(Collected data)
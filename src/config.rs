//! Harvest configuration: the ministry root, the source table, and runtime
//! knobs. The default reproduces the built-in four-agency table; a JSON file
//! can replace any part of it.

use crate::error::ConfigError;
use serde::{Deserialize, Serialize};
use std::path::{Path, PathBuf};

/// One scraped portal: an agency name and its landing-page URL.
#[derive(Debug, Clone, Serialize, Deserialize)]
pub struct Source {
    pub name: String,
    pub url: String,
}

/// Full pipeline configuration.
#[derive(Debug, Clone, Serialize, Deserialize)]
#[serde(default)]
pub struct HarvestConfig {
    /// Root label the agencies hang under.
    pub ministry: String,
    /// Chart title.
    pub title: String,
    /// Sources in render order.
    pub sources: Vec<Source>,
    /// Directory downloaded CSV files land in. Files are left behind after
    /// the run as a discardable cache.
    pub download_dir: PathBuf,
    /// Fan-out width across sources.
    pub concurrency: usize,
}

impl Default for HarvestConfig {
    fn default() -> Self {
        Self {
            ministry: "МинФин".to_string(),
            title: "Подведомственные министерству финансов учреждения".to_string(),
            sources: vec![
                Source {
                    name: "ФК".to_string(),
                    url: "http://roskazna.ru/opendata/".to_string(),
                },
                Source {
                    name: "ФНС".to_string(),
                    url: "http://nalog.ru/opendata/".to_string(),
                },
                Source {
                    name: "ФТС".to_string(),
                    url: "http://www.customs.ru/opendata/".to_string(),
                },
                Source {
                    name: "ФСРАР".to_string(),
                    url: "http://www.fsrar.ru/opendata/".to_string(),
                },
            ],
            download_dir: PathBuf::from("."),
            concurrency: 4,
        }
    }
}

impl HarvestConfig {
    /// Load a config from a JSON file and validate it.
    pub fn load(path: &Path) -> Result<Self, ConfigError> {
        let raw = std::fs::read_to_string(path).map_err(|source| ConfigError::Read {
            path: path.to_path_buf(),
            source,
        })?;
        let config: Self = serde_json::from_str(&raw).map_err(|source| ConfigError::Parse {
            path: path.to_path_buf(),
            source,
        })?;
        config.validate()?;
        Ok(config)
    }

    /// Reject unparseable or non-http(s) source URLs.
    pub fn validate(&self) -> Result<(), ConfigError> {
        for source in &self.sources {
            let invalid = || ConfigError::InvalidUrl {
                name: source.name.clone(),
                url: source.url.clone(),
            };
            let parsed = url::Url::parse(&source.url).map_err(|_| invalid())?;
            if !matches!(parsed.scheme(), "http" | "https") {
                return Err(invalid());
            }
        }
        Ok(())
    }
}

==

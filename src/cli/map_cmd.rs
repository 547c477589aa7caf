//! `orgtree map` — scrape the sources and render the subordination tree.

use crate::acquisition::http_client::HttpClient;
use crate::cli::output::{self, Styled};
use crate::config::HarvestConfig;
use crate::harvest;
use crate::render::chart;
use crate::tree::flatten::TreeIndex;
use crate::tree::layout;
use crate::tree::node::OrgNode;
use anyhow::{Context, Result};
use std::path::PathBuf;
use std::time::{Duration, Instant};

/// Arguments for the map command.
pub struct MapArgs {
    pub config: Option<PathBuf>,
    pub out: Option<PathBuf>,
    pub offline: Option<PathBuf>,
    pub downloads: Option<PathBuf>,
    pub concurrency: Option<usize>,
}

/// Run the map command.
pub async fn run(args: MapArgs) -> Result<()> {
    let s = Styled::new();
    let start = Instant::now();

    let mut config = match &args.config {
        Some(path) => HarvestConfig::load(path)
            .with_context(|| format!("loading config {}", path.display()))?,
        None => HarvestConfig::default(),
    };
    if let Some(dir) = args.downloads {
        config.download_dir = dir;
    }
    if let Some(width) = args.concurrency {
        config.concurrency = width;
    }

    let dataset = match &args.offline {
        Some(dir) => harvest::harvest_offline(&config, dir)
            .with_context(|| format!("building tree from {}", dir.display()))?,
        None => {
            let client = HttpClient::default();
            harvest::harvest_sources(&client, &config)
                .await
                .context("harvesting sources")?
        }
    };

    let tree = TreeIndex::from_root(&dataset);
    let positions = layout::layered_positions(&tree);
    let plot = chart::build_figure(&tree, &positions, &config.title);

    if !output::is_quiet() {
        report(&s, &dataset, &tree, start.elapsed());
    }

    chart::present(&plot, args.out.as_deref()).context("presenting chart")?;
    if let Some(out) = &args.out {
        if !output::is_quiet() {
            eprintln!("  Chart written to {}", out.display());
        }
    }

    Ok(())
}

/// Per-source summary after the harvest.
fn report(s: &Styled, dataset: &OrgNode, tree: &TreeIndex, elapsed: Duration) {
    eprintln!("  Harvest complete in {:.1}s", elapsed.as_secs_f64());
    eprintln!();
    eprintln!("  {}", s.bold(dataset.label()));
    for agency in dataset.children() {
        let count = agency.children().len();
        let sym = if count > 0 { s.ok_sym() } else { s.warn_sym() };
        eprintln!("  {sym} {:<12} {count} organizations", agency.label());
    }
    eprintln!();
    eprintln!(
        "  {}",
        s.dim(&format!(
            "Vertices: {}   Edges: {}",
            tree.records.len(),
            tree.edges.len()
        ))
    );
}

▶ [Assignment]
Check each line of the entries for the string "invalid". Copy the lines that have it.

▶ [Written solution]
            let invalid = || ConfigError::InvalidUrl {
            let parsed = url::Url::parse(&source.url).map_err(|_| invalid())?;
                return Err(invalid());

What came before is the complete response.